(Sept. 3) No. 8 on the National Restaurant Association’s list of hottest trends for the year, small plates such as tapas, mezze and dim sum have proven to have big sales potential. It’s because they work on a number of levels: They fit perfectly into today’s casual, fun style of dining built around sampling and sharing; they cater to diners seeking smaller portions for diet and nutrition reasons; and, from a pricing standpoint, they offer customers who might otherwise stay home some attractive lower priced menu options.
While some operations build their entire concept around specialty tapas, mezze and dim sum, the small plates trend is right for any style of operation and at any price point. And the opportunity isn’t limited to ethnic themes. Traditional entrees and salads can be downsized into “small plates” or half portions. And the idea can easily be applied to appetizer menus. Promoting appetizer sampler platters, offering special pricing on “bundles” of two or three appetizers, and/or menuing appetizers in multiple portion sizes makes it easy to cross merchandise existing items to help build traffic and add-on sales.
Casual dining chains have grabbed onto the trend. For example:
- At TGI Friday’s, the appetizer menu includes "Friday’s Pick Three For All” a platter of "faves" that's big enough to share. Guests customize their platter, picking three selections from among seven regular appetizers.
- Applebee's appetizer menu includes a section called "Ultimate Trios," which features "Trio-sized" portions of three appetizers bundled into a single menu item. Rather than confine guests to a set assortment, guests are free to pick and choose what they want from among eight Trio appetizer selections.

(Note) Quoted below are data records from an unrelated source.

//! Compact, immutable chess move values for move generation and search.
//!
//! A [`Move`] is built once from its source and destination [`Occupant`]s,
//! classifies itself at construction time and afterwards only answers
//! read-only queries.

pub mod moves;
pub mod occupant;

pub use moves::{Move, MoveError, MoveKind, sort_best_first};
pub use occupant::Occupant;
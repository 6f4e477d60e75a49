use std::cmp::{Ordering, Reverse};

use super::Move;

impl Move {
    /// Comparator putting higher scores first.
    ///
    /// Only the score takes part, so moves with equal scores compare equal
    /// even when they differ. `Move` deliberately has no `Ord`.
    #[inline]
    pub fn best_first(a: &Move, b: &Move) -> Ordering {
        b.score.cmp(&a.score)
    }

    /// Sort key for best-first ordering with `sort_by_key` and friends.
    #[inline]
    pub fn search_key(&self) -> Reverse<i32> {
        Reverse(self.score)
    }
}

/// Sort candidate moves best-first, keeping generation order among ties.
pub fn sort_best_first(moves: &mut [Move]) {
    moves.sort_by(Move::best_first);
}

- Chili's starter menu includes Triple Dippers. Guests choose three from among Big Mouth Bites, Chicken Crisper Bites, Buffalo Chicken Crisper Bites, Sweet Chile Glazed Wings, Southwestern Eggrolls, Boneless Buffalo Wings, Wings Over Buffalo, Chicken Crispers, and Hot Spinach & Artichoke Dip. The platter comes with three dipping sauces.
- The Cheesecake Factory has a "Small Plates & Snacks" section, where customers find downsized portions of traditional selections like fried zucchini and onion rings, as well as more upscale choices such as ahi tartare, shrimp scampi crostini and crispy artichoke hearts.
Chains may be leading the trend, but it's one that street accounts can easily pick up on and that DSRs can help with. It can be as easy as offering multiple portion sizes of existing appetizers.
McCain Foods recently field-tested an idea for half-portion, half-price appetizer promotions in independent restaurants from New Jersey to California, Idaho and Illinois. Without exception, the operators participating in the pilot test saw appetizer sales increase significantly without cannibalizing other sales.
Tommy Hatzinas, manager of Yetter's Diner in Augusta, New Jersey, said that while appetizer sales had been falling off due to the recession, adding the half-price options bolstered the category. "We effectively doubled our appetizer sales during the test period," he said. "Customers liked the smaller portions. They were much more apt to order an appetizer or even two without having to worry about getting too much food or making the check too high. People who still wanted full orders of appetizers still ordered them, but more people added on a half."
In Serena, Illinois, Janice Richmond, owner of the 35-seat Serena Café, participated in the test, as well. She saw a 75 percent increase in appetizer sales, with much of the increase coming at lunch, when appetizers typically aren't ordered. "Full orders are too much food with a sandwich," she said. "We were getting 10 to 12 orders a day at lunch for half portions."
Take a look at customers' menus and work up a few suggestions for how they might downsize and/or bundle some items to tap the small plates trend. Be ready to present pricing and cost models, as well as to offer merchandising, plating and staff training suggestions to help ensure smooth, successful implementation both in the back of the house and the front.